Related Characters: Phoenix Jackson (speaker), Hunter
Page Number: 146
Explanation and Analysis:

Phoenix has distracted the hunter by encouraging him to set his own dog loose on the stray black dog that made her fall into a ditch. While the dogs fight, Phoenix slowly but skillfully picks up the nickel from the ground and puts it in her pocket. As soon as this is done, she notices a bird fly by, and acknowledges that God is watching her and has seen that she has been reduced to stealing. This passage reveals the complex ways in which Phoenix is forced to navigate the world in order to survive. Her skill in distracting the hunter from the nickel suggests that it is perhaps not the first time she has stolen something, and also that she is accustomed to being watched closely. 

Although Phoenix appears to feel guilty about the fact that God has seen her take the nickel, the actions of the hunter highlight the moral ambiguity of the situation. The hunter's arrogant dominance and Phoenix's frailty and poverty point to the vast injustice of the society in which they live. Meanwhile, the larger setting of the story--in the middle of a rural landscape filled with nonhuman animals--indicates that Phoenix's actions are a matter of survival more than morality. Like the plants and animals along the path, Phoenix must do what she can to get by in a treacherous world. Phoenix's statement that God is watching her "the whole time" indicates that God sees her steal, but also understands the circumstances which led her to commit this act. 

“We is the only two left in the world. He suffer and it don’t seem to put him back at all…He going to last…I could tell him from all the others in creation.”

Related Characters: Phoenix Jackson (speaker), Grandson
Related Symbols: Phoenix
Page Number: 148
Explanation and Analysis:

The nurse has explained to the attendant that Phoenix comes to get medicine for her grandson, who swallowed lye when he was young and still suffers immensely as a result. While the nurse seems pessimistic about the boy's health, Phoenix speaks about him with a deep sense of faith and love. It is clear from Phoenix's words that her grandson represents not just one individual case, but the whole future of black people in America. Whereas the nurse's view points to the immense difficulty and hardship that Phoenix's grandson experiences, Phoenix remains convinced that there is something special about her grandson that will ensure he endures ("He going to last"). 

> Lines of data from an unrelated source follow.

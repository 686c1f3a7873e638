//! Common error types for the evaluation core

use thiserror::Error;

/// Common result type for DCE operations
pub type Result<T> = std::result::Result<T, Error>;

/// Common error types shared by the DCE crates
#[derive(Error, Debug)]
pub enum Error {
    /// Database operation error (wraps sqlx::Error)
    #[cfg(feature = "sqlx")]
    #[error("Database error: {0}")]
    Database(#[from] sqlx::Error),

    /// I/O operation error (wraps std::io::Error)
    #[error("IO error: {0}")]
    Io(#[from] std::io::Error),

    /// Stored or transferred JSON could not be (de)serialized
    #[error("JSON error: {0}")]
    Json(#[from] serde_json::Error),

    /// Configuration loading or validation error
    #[error("Configuration error: {0}")]
    Config(String),
}
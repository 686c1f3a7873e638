//! Coalesced persistence of store snapshots
//!
//! The store publishes its latest snapshot into a `watch` channel after each
//! mutation. The writer task wakes on a change, waits out the debounce
//! window, then saves whatever snapshot is newest at that point. A burst of
//! mutations therefore costs one write.
//!
//! A failed save keeps its snapshot and is retried with backoff until it
//! lands or a newer snapshot replaces it. Each confirmed write is reported
//! back as the generation now on disk.

use crate::store::{PendingSnapshot, PersistedReceiver, RecordStore, SnapshotSender};
use dce_common::db::{load_snapshot, save_snapshot};
use dce_common::events::EventBus;
use sqlx::SqlitePool;
use std::sync::atomic::{AtomicU64, Ordering};
use std::sync::Arc;
use std::time::Duration;
use tokio::sync::watch;
use tokio::task::JoinHandle;
use tracing::{debug, error, info, warn};

pub type SnapshotReceiver = watch::Receiver<Option<PendingSnapshot>>;

const MIN_RETRY_DELAY: Duration = Duration::from_millis(10);
const MAX_RETRY_DELAY: Duration = Duration::from_secs(30);

/// Save attempts made for an unsaved snapshot after the store is gone
const SHUTDOWN_ATTEMPTS: u32 = 5;

/// Channel pair connecting a store to a [`PersistenceWriter`]
pub fn persistence_channel() -> (SnapshotSender, SnapshotReceiver) {
    watch::channel(None)
}

fn retry_delay(debounce: Duration, failures: u32) -> Duration {
    debounce
        .max(MIN_RETRY_DELAY)
        .saturating_mul(1 << failures.min(12))
        .min(MAX_RETRY_DELAY)
}

/// Background task persisting coalesced snapshots
pub struct PersistenceWriter {
    handle: JoinHandle<()>,
    writes: Arc<AtomicU64>,
    persisted: PersistedReceiver,
}

impl PersistenceWriter {
    /// Spawn the writer; it stops once the store's sender is dropped and
    /// the newest snapshot is saved (or given up on)
    pub fn spawn(pool: SqlitePool, mut rx: SnapshotReceiver, debounce: Duration) -> Self {
        let writes = Arc::new(AtomicU64::new(0));
        let counter = Arc::clone(&writes);
        let (persisted_tx, persisted) = watch::channel(0u64);

        let handle = tokio::spawn(async move {
            let mut unsaved: Option<PendingSnapshot> = None;
            let mut saved_generation = 0u64;
            let mut failures = 0u32;
            let mut shutdown_attempts = 0u32;
            let mut open = true;

            loop {
                if open {
                    open = match unsaved {
                        None => rx.changed().await.is_ok(),
                        Some(_) => tokio::select! {
                            changed = rx.changed() => changed.is_ok(),
                            _ = tokio::time::sleep(retry_delay(debounce, failures)) => true,
                        },
                    };
                    if open {
                        tokio::time::sleep(debounce).await;
                    }
                } else {
                    tokio::time::sleep(retry_delay(debounce, failures)).await;
                }

                if let Some(latest) = rx.borrow_and_update().clone() {
                    if latest.generation > saved_generation {
                        unsaved = Some(latest);
                    }
                }

                let Some(pending) = unsaved.as_ref() else {
                    if open {
                        continue;
                    }
                    break;
                };

                match save_snapshot(&pool, &pending.snapshot).await {
                    Ok(()) => {
                        saved_generation = pending.generation;
                        persisted_tx.send_replace(saved_generation);
                        counter.fetch_add(1, Ordering::Relaxed);
                        if failures > 0 {
                            info!(
                                generation = saved_generation,
                                failures,
                                "Store snapshot persisted after retry"
                            );
                        }
                        unsaved = None;
                        failures = 0;
                        if !open {
                            break;
                        }
                    }
                    Err(e) => {
                        failures += 1;
                        if !open {
                            shutdown_attempts += 1;
                            if shutdown_attempts >= SHUTDOWN_ATTEMPTS {
                                error!(
                                    generation = pending.generation,
                                    "Giving up on store snapshot after {} failed writes: {}", failures, e
                                );
                                break;
                            }
                        }
                        warn!(
                            generation = pending.generation,
                            failures,
                            "Failed to persist store snapshot, will retry: {}", e
                        );
                    }
                }
            }
            debug!("Persistence writer stopped: store dropped");
        });

        Self {
            handle,
            writes,
            persisted,
        }
    }

    /// Snapshots written so far
    pub fn writes(&self) -> u64 {
        self.writes.load(Ordering::Relaxed)
    }

    /// Confirmations of the generation now on disk
    pub fn persisted(&self) -> PersistedReceiver {
        self.persisted.clone()
    }

    /// Wait for the writer to drain and stop; returns the total writes
    pub async fn join(self) -> u64 {
        if let Err(e) = self.handle.await {
            warn!("Persistence writer task failed: {}", e);
        }
        self.writes.load(Ordering::Relaxed)
    }
}

/// Write the current state immediately, bypassing the debounce
pub async fn flush(pool: &SqlitePool, store: &mut RecordStore) -> dce_common::Result<()> {
    save_snapshot(pool, &store.snapshot()).await?;
    store.mark_clean();
    Ok(())
}

/// Restore a store from the database
pub async fn load_store(pool: &SqlitePool, events: EventBus) -> dce_common::Result<RecordStore> {
    let snapshot = load_snapshot(pool).await?;
    info!(
        drivers = snapshot.drivers.len(),
        checklists = snapshot.checklists.len(),
        "Loaded persisted store"
    );
    Ok(RecordStore::from_snapshot(snapshot, events))
}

Indeed, the character of the grandson can be seen as embodying the symbol of the phoenix, a view emphasized by Phoenix's comment that he sits at home in a quilt "holding his mouth open like a little bird." Through his misfortune and illness, the grandson exists in a state near to death; however, his grandmother maintains that, like the phoenix, he will ultimately survive and flourish. 

“This is what come to me to do…I going to the store and buy my child a little windmill they sells, made out of paper. He going to find it hard to believe there such a thing in the world.”

Related Characters: Phoenix Jackson (speaker), Grandson
Related Symbols: The Paper Windmill
Page Number: 149
Explanation and Analysis:
Phoenix has received the medicine and the attendant has offered her a nickel, an act of charity in keeping with the Christmas season. Phoenix accepts the money and resolves to buy her grandson a paper windmill, reflecting that he won't be able to "believe there such a thing in the world." Phoenix's plan reveals her selflessness and generosity, and undercuts any suspicions the reader might have developed (particular during the hunter's nickel scene) that Phoenix was partly out for her own material gain. Not only her decision to buy the windmill, but the entire trip to town in the first place has been in service only of her grandson. Despite her absolute poverty, she never considers putting herself above him. Phoenix's anticipation at her grandson's shock upon receiving the windmill is similarly moving, highlighting the scarcity of their lives by claiming that such a simple, fragile object will bring him such intense joy.